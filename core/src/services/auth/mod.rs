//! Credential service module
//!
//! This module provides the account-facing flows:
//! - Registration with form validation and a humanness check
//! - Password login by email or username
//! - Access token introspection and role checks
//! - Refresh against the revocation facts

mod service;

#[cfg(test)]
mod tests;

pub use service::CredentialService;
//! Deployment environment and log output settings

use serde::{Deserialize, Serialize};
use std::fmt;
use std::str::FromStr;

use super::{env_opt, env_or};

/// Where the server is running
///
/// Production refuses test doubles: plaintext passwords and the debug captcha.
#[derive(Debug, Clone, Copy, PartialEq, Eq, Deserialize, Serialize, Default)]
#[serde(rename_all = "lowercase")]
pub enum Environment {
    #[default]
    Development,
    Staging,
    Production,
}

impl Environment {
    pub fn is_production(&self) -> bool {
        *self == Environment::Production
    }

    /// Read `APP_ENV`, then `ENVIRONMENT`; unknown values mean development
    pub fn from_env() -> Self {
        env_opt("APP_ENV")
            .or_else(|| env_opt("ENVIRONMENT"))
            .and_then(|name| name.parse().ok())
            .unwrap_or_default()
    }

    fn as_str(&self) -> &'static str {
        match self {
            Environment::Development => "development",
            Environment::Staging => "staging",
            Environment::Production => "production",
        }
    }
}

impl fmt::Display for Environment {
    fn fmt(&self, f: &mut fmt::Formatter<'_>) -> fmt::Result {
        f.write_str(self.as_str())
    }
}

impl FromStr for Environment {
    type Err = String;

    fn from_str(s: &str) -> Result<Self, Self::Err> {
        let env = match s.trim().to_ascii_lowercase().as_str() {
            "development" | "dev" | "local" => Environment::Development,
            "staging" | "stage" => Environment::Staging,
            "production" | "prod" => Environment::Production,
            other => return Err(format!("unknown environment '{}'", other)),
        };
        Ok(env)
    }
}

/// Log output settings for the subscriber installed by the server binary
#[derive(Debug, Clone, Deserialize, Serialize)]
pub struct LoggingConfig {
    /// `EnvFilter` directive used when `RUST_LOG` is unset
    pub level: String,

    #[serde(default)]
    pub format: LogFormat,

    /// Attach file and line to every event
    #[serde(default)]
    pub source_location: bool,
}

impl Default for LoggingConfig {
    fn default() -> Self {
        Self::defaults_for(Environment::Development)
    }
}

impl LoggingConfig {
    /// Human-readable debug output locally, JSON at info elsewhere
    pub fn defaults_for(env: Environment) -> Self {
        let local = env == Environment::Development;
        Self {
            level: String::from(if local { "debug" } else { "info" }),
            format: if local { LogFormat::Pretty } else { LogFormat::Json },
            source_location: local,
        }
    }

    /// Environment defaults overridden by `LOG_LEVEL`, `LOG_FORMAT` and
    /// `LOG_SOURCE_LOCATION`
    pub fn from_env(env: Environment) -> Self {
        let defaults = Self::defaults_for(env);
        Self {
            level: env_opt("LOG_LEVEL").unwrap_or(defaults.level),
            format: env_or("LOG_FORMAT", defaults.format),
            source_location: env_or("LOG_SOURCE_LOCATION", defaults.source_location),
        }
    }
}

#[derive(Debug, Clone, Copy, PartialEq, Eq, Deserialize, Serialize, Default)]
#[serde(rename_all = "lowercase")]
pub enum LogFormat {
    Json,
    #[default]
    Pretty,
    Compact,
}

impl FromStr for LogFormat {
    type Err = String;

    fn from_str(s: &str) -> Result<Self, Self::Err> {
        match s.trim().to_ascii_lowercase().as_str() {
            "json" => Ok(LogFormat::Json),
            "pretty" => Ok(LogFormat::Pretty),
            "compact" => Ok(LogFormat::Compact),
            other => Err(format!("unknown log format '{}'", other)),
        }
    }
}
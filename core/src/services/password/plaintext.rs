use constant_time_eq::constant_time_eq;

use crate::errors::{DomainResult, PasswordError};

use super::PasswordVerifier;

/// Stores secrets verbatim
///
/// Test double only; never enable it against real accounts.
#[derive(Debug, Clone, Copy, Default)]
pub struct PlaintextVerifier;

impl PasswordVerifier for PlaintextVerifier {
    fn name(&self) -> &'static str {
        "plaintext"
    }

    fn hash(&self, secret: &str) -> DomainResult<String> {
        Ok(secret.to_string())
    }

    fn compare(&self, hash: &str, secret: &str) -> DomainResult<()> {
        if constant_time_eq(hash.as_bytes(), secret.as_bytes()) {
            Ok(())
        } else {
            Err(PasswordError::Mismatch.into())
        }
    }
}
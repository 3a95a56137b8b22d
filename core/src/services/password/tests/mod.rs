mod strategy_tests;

ASSIGNED TASK:
Lines that include the word "Serialize" are to be extracted from the data above.

THE ANSWER:
use serde::{Deserialize, Serialize};
#[derive(Debug, Clone, Copy, PartialEq, Eq, Deserialize, Serialize, Default)]
#[derive(Debug, Clone, Deserialize, Serialize)]
#[derive(Debug, Clone, Copy, PartialEq, Eq, Deserialize, Serialize, Default)]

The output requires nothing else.